[Collected data]
:::

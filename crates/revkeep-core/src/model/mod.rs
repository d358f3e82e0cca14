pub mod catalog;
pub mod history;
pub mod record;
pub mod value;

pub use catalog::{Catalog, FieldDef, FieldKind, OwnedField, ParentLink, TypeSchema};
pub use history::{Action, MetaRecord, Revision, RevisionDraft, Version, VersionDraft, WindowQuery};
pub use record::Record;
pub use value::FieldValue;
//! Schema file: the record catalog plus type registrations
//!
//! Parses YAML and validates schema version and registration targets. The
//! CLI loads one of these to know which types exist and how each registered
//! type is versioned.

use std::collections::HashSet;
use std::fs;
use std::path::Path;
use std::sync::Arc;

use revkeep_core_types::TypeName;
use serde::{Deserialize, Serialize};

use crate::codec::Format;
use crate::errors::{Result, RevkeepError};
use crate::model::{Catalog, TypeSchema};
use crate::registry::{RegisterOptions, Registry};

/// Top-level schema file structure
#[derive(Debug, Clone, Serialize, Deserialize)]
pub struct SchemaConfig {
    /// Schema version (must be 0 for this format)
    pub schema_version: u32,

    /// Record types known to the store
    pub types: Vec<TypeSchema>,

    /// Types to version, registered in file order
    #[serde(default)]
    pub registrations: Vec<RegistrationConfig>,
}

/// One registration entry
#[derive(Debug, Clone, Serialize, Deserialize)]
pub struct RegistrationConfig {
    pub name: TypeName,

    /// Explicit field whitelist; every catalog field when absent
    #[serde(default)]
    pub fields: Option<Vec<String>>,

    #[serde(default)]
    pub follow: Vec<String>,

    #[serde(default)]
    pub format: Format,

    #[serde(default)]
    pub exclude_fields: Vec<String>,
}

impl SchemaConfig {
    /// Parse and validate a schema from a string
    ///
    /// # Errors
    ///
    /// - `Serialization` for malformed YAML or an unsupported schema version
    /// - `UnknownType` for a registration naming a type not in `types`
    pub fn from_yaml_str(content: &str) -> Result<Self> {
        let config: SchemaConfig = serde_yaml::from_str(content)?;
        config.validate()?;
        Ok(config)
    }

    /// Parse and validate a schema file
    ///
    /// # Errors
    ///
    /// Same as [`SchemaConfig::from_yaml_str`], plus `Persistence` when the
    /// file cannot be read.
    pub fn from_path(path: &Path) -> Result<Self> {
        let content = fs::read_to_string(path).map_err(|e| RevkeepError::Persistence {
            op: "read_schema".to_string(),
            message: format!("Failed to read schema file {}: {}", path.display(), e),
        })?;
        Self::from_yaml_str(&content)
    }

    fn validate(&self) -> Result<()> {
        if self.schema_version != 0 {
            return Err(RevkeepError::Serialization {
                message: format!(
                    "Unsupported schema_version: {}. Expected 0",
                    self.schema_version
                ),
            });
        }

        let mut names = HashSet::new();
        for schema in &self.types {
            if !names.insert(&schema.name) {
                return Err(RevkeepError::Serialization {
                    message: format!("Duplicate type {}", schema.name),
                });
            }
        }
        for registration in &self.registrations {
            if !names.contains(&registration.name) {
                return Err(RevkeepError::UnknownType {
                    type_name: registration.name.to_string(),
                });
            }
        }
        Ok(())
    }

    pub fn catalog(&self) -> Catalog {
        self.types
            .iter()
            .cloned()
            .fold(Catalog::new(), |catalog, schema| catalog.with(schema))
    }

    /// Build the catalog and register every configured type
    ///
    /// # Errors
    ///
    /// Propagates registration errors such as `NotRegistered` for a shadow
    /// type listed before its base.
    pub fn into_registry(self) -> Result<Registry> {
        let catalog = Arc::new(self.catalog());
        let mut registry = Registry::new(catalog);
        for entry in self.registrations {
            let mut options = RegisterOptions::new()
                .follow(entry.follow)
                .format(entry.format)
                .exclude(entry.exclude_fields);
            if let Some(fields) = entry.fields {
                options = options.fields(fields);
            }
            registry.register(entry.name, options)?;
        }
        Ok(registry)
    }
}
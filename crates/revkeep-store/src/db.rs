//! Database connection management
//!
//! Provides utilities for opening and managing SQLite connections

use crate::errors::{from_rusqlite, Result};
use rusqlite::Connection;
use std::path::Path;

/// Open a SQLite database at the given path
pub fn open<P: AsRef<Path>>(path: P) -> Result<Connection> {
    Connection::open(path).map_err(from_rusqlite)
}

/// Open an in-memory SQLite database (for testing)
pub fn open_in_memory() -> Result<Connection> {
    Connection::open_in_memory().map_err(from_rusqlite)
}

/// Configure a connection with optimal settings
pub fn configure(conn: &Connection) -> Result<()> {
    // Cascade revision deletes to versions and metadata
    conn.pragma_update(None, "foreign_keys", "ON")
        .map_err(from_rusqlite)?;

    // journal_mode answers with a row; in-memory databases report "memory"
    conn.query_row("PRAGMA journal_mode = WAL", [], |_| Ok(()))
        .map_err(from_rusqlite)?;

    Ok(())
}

:::

**ACTIVITY**. Return every record above exactly as written.

**ANSWER**.
filename crates/revkeep-core/src/model/mod.rs
repository d358f3e82e0cca14
pub mod catalog;
pub mod history;
pub mod record;
pub mod value;

pub use catalog::{Catalog, FieldDef, FieldKind, OwnedField, ParentLink, TypeSchema};
pub use history::{Action, MetaRecord, Revision, RevisionDraft, Version, VersionDraft, WindowQuery};
pub use record::Record;
pub use value::FieldValue;
//! Schema file: the record catalog plus type registrations
//!
//! Parses YAML and validates schema version and registration targets. The
//! CLI loads one of these to know which types exist and how each registered
//! type is versioned.

use std::collections::HashSet;
use std::fs;
use std::path::Path;
use std::sync::Arc;

use revkeep_core_types::TypeName;
use serde::{Deserialize, Serialize};

use crate::codec::Format;
use crate::errors::{Result, RevkeepError};
use crate::model::{Catalog, TypeSchema};
use crate::registry::{RegisterOptions, Registry};

/// Top-level schema file structure
#[derive(Debug, Clone, Serialize, Deserialize)]
pub struct SchemaConfig {
    /// Schema version (must be 0 for this format)
    pub schema_version: u32,

    /// Record types known to the store
    pub types: Vec<TypeSchema>,

    /// Types to version, registered in file order
    #[serde(default)]
    pub registrations: Vec<RegistrationConfig>,
}

/// One registration entry
#[derive(Debug, Clone, Serialize, Deserialize)]
pub struct RegistrationConfig {
    pub name: TypeName,

    /// Explicit field whitelist; every catalog field when absent
    #[serde(default)]
    pub fields: Option<Vec<String>>,

    #[serde(default)]
    pub follow: Vec<String>,

    #[serde(default)]
    pub format: Format,

    #[serde(default)]
    pub exclude_fields: Vec<String>,
}

impl SchemaConfig {
    /// Parse and validate a schema from a string
    ///
    /// # Errors
    ///
    /// - `Serialization` for malformed YAML or an unsupported schema version
    /// - `UnknownType` for a registration naming a type not in `types`
    pub fn from_yaml_str(content: &str) -> Result<Self> {
        let config: SchemaConfig = serde_yaml::from_str(content)?;
        config.validate()?;
        Ok(config)
    }

    /// Parse and validate a schema file
    ///
    /// # Errors
    ///
    /// Same as [`SchemaConfig::from_yaml_str`], plus `Persistence` when the
    /// file cannot be read.
    pub fn from_path(path: &Path) -> Result<Self> {
        let content = fs::read_to_string(path).map_err(|e| RevkeepError::Persistence {
            op: "read_schema".to_string(),
            message: format!("Failed to read schema file {}: {}", path.display(), e),
        })?;
        Self::from_yaml_str(&content)
    }

    fn validate(&self) -> Result<()> {
        if self.schema_version != 0 {
            return Err(RevkeepError::Serialization {
                message: format!(
                    "Unsupported schema_version: {}. Expected 0",
                    self.schema_version
                ),
            });
        }

        let mut names = HashSet::new();
        for schema in &self.types {
            if !names.insert(&schema.name) {
                return Err(RevkeepError::Serialization {
                    message: format!("Duplicate type {}", schema.name),
                });
            }
        }
        for registration in &self.registrations {
            if !names.contains(&registration.name) {
                return Err(RevkeepError::UnknownType {
                    type_name: registration.name.to_string(),
                });
            }
        }
        Ok(())
    }

    pub fn catalog(&self) -> Catalog {
        self.types
            .iter()
            .cloned()
            .fold(Catalog::new(), |catalog, schema| catalog.with(schema))
    }

    /// Build the catalog and register every configured type
    ///
    /// # Errors
    ///
    /// Propagates registration errors such as `NotRegistered` for a shadow
    /// type listed before its base.
    pub fn into_registry(self) -> Result<Registry> {
        let catalog = Arc::new(self.catalog());
        let mut registry = Registry::new(catalog);
        for entry in self.registrations {
            let mut options = RegisterOptions::new()
                .follow(entry.follow)
                .format(entry.format)
                .exclude(entry.exclude_fields);
            if let Some(fields) = entry.fields {
                options = options.fields(fields);
            }
            registry.register(entry.name, options)?;
        }
        Ok(registry)
    }
}
filename crates/revkeep-store/src/db.rs
//! Database connection management
//!
//! Provides utilities for opening and managing SQLite connections

use crate::errors::{from_rusqlite, Result};
use rusqlite::Connection;
use std::path::Path;

/// Open a SQLite database at the given path
pub fn open<P: AsRef<Path>>(path: P) -> Result<Connection> {
    Connection::open(path).map_err(from_rusqlite)
}

/// Open an in-memory SQLite database (for testing)
pub fn open_in_memory() -> Result<Connection> {
    Connection::open_in_memory().map_err(from_rusqlite)
}

/// Configure a connection with optimal settings
pub fn configure(conn: &Connection) -> Result<()> {
    // Cascade revision deletes to versions and metadata
    conn.pragma_update(None, "foreign_keys", "ON")
        .map_err(from_rusqlite)?;

    // journal_mode answers with a row; in-memory databases report "memory"
    conn.query_row("PRAGMA journal_mode = WAL", [], |_| Ok(()))
        .map_err(from_rusqlite)?;

    Ok(())
}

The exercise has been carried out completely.